Engel ve Nefret isimli kitabınızın vermek istediği mesaj nedir?
Her engellinin savunmasız olmadığının, tercih edildiği takdirde masumiyetten uzaklaşabileceğinin altını çizmek istedim. Kitabımda da söylediğim gibi; hiçbir fiziki engel, gerektiğinde masumiyetin sınırlarını aşmaya engel değildir.
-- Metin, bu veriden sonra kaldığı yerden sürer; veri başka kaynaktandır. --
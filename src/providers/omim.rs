use std::collections::{BTreeMap, BTreeSet};
use std::fs;

use camino::Utf8PathBuf;
use regex::Regex;

use crate::domain::{Hierarchy, TaxId};
use crate::error::GenesetError;
use crate::geneset::{GeneSet, GeneSets};
use crate::providers::GeneSetSource;

const OMIM_ENTRY_LINK: &str = "https://omim.org/entry";
const HUMAN_TAXID: &str = "9606";

#[derive(Debug, Clone, PartialEq, Eq)]
pub struct Disease {
    pub name: String,
    pub mim: Option<String>,
    pub genes: BTreeSet<String>,
}

/// Diseases from a local `morbidmap.txt` (OMIM downloads need a license key).
#[derive(Debug, Clone)]
pub struct OmimSource {
    pub morbidmap: Utf8PathBuf,
}

impl GeneSetSource for OmimSource {
    fn name(&self) -> String {
        "omim".to_string()
    }

    fn produce(&self) -> Result<GeneSets, GenesetError> {
        let text = fs::read_to_string(self.morbidmap.as_std_path()).map_err(|err| {
            GenesetError::Filesystem(format!("read {}: {err}", self.morbidmap))
        })?;
        let organism: TaxId = HUMAN_TAXID.parse()?;
        let hierarchy = Hierarchy::new(["OMIM"])?;

        let mut genesets = GeneSets::new();
        for disease in parse_morbidmap(&text) {
            let id = disease.mim.clone().unwrap_or_else(|| disease.name.clone());
            let mut geneset = GeneSet::new(id, disease.genes)
                .with_name(disease.name)
                .with_organism(Some(organism.clone()))
                .with_hierarchy(hierarchy.clone());
            if let Some(mim) = disease.mim {
                geneset = geneset.with_link(format!("{OMIM_ENTRY_LINK}/{mim}"));
            }
            genesets.insert(geneset);
        }
        Ok(genesets)
    }
}

/// Groups morbidmap rows by disease; accepts tab- and pipe-separated files.
pub fn parse_morbidmap(text: &str) -> Vec<Disease> {
    let disease_re = Regex::new(r"^(?P<name>.*?),?\s*(?P<mim>\d{6})?\s*\((?P<mapping>\d)\)\s*$")
        .expect("valid disease regex");

    let mut diseases = BTreeMap::<(String, Option<String>), BTreeSet<String>>::new();
    for line in text.lines() {
        if line.starts_with('#') || line.trim().is_empty() {
            continue;
        }
        let separator = if line.contains('\t') { '\t' } else { '|' };
        let columns = line.split(separator).collect::<Vec<_>>();
        if columns.len() < 2 {
            continue;
        }
        let Some(captures) = disease_re.captures(columns[0].trim()) else {
            continue;
        };
        let name = captures["name"]
            .trim()
            .trim_start_matches(['{', '[', '?'])
            .trim_end_matches(['}', ']'])
            .to_string();
        let mim = captures.name("mim").map(|m| m.as_str().to_string());
        let genes = columns[1]
            .split(',')
            .map(str::trim)
            .filter(|gene| !gene.is_empty())
            .map(str::to_string);
        diseases.entry((name, mim)).or_default().extend(genes);
    }

    diseases
        .into_iter()
        .map(|((name, mim), genes)| Disease { name, mim, genes })
        .collect()
}

#[cfg(test)]
mod tests {
    use super::*;

    #[test]
    fn groups_rows_by_disease() {
        let text = "# Phenotype\tGene Symbols\tMIM Number\tCyto Location\n\
                    Alzheimer disease, 104300 (3)\tAPP, AAA, CVAP\t104760\t21q21.3\n\
                    Alzheimer disease, 104300 (3)\tPSEN1, AD3\t104311\t14q24.2\n\
                    {Deafness, autosomal dominant 12} (2)\tDFNA12\t601842\t11q\n";
        let diseases = parse_morbidmap(text);
        assert_eq!(diseases.len(), 2);

        let alzheimer = diseases.iter().find(|d| d.name == "Alzheimer disease").unwrap();
        assert_eq!(alzheimer.mim.as_deref(), Some("104300"));
        assert_eq!(alzheimer.genes.len(), 5);

        let deafness = diseases
            .iter()
            .find(|d| d.name == "Deafness, autosomal dominant 12")
            .unwrap();
        assert_eq!(deafness.mim, None);
    }

    #[test]
    fn accepts_pipe_separated_rows() {
        let diseases = parse_morbidmap("Cystic fibrosis, 219700 (3)|CFTR, ABCC7|602421|7q31.2\n");
        assert_eq!(diseases[0].mim.as_deref(), Some("219700"));
        assert!(diseases[0].genes.contains("CFTR"));
    }
}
Bu bağlamda engelliler ile alay eden insanların, en azından artık birkaç defa düşünmesi gerektiği vurgulanmış oluyor. Herkes gibi engellilerinde bir sabrı var.
Yeni çalışmalarınızdan bahseder misiniz?
Engel ve Nefret’in yapım aşamaları tamamlandığında devam kitabının kurgusunu düşünmeye başladım. Editörümde devam kitabını mutlaka çıkartmam gerektiğinden söz edince çok geçmeden işe koyuldum ve 08.11.2021 tarihinde sayfaya ilk çeltiği attım. Kırk gün süren yazım aşamasının ardından 28.12.2021 tarihinde devam kitabımı da tamamladım. Tabii, tamamlamış olsam dahi piyasaya sürmek için henüz zamanı var. Birinci kitabı izleyeceğiz önce. Okurlar ne yorum yapıyor, satışlar ne durumda vesaire gibi…
Covid 19 salgını sizi nasıl etkiledi?
Bir müzisyen olarak olumsuz etkilendim elbette. Yer aldığım müzik grubuyla birlikte geniş çaplı hayallerimiz vardı. Büyük bir konser verecektik ve bu konserden 2 gün önce iptal olduğu haberini aldık. 2020’nin mart ayıydı. Yani salgının, ülkemizde büyük rol oynamaya başladığı zamanlar… Ailesine ekmek götüremediği veya yalnızca kendine bakamadığı için hayatını kaybeden sanatçı dostlarımız oldu birçok dalda. Sadece ben değil, hepimiz olumsuz etkilendik maddi ve manevi anlamda ama şöyle düşünün: En karanlık gecelerin ardından en parlak yıldızlar belirir gökyüzünde. Bulutların dağılmasını metanet ile bekleyin ve yaşamaktan asla vazgeçmeyin.